The small sample size is a limitation of this study, preventing a comparison of treatment models and their results. However, the strengths of this study include the SCID-I evaluation of the same women both during pregnancy and in the postnatal period and the stark differences in the percentages of both the treated and untreated groups regarding depression diagnoses and scores.
This study presents a significant difference in postpartum depression for the untreated and treated groups: 92% versus 0%, respectively. Furthermore, this is a natural follow-up study, and the data obtained reflect pure observation without intervention. The results of this study show how important treatment of pregnancy depression is in preventing postnatal depression.

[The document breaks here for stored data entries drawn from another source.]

//! One pipeline document: parse, edit, validate, re-serialize.
//!
//! The raw text is authoritative until it parses; once it does, the parsed
//! mapping is kept as the serialization base so unrecognized keys survive a
//! full edit/serialize round trip. When the text stops parsing, the previous
//! children stay around (the diagram keeps rendering the last good state)
//! and structural editing is suspended.

use gantry_doc::line_endings::{self, LineEnding};
use gantry_doc::{locate, mapping};
use gantry_types::{Catalogs, GantryError, LocatedSchemaFailure, Result, SchemaFailure, Uid};
use serde_yaml::{Mapping, Value};
use tracing::{debug, warn};

use crate::agent::Agent;
use crate::block::Block;
use crate::dependencies::{BlockDependencies, DependencyRef};
use crate::errors::Errors;
use crate::graph::DirectedGraph;
use crate::promotion::Promotion;
use crate::settings::{
    AfterPipeline, AutoCancel, ExecutionTimeLimit, FailFast, GlobalJobConfig,
};

#[derive(Debug)]
pub struct Pipeline {
    pub uid: Uid,
    pub file_path: String,
    /// Path at load time; consulted when computing which files a commit
    /// should delete after a rename.
    pub initial_file_path: String,
    pub created_in_editor: bool,
    initial_yaml: String,
    line_ending: LineEnding,
    yaml: String,
    yaml_error: Option<String>,
    structure: Mapping,
    pub name: String,
    pub agent: Agent,
    pub execution_time_limit: ExecutionTimeLimit,
    pub fail_fast: FailFast,
    pub auto_cancel: AutoCancel,
    pub global_job_config: GlobalJobConfig,
    pub after_pipeline: AfterPipeline,
    pub blocks: Vec<Block>,
    pub promotions: Vec<Promotion>,
    pub errors: Errors,
    pub schema_failures: Vec<LocatedSchemaFailure>,
}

Untreated depression is an important predictor of postpartum depression. Treating depression during pregnancy plays a preventative role in postpartum depression. This study is important because it presents a very striking postpartum depression rate of 92% in the untreated group versus 0% in the treated group. Screening tests during pregnancy are important, but, in addition, psychiatric treatment should be provided and strongly encouraged.
The authors report no conflicts of interest in this work.